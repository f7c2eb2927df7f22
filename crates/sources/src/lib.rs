//! Built-in source adapters.
//!
//! Each adapter module implements [`sessionhub_core::Store`] over one tool's
//! on-disk session layout, and exposes a [`StoreFactory`] so discovery can
//! probe for it.

pub mod claude;
pub mod codex;
mod jsonl;

pub use claude::{ClaudeFactory, ClaudeStore};
pub use codex::{CodexFactory, CodexStore};
pub use jsonl::LineReader;

use sessionhub_core::{Discovery, StoreFactory};

/// One factory per built-in adapter, in registration order.
pub fn all_factories() -> Vec<Box<dyn StoreFactory>> {
    vec![
        Box::new(ClaudeFactory),
        Box::new(CodexFactory),
    ]
}

/// Discovery preloaded with every built-in factory.
pub fn default_discovery() -> Discovery {
    let mut discovery = Discovery::new();
    for factory in all_factories() {
        discovery.register(factory);
    }
    discovery
}

/// Best-effort host name, used in workspace identity when no stronger
/// device ID exists.
pub(crate) fn hostname() -> String {
    std::env::var("HOSTNAME")
        .or_else(|_| std::env::var("COMPUTERNAME"))
        .unwrap_or_else(|_| "localhost".to_string())
}
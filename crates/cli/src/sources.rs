use anyhow::Result;
use sessionhub_core::StoreRegistry;

/// List every registered source with its availability and project count.
pub fn run(registry: &StoreRegistry, json: bool) -> Result<()> {
    let status = registry.source_status();

    if json {
        println!("{}", serde_json::to_string_pretty(&status)?);
        return Ok(());
    }

    if status.is_empty() {
        println!("No session sources found on this machine.");
        println!();
        println!("Supported tools: Claude Code (~/.claude), Codex CLI (~/.codex)");
        return Ok(());
    }

    for info in &status {
        let marker = if info.available { "+" } else { "-" };
        println!("[{marker}] {} - {}", info.name, info.description);
        if let Some(base) = &info.base_path {
            println!("    base: {}", base.display());
        }
        println!("    projects: {}", info.project_count);
    }
    Ok(())
}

_What you will do_
If a line in the data above holds the string "info", copy it.

_Result below_
    for info in &status {
        let marker = if info.available { "+" } else { "-" };
        println!("[{marker}] {} - {}", info.name, info.description);
        if let Some(base) = &info.base_path {
        println!("    projects: {}", info.project_count);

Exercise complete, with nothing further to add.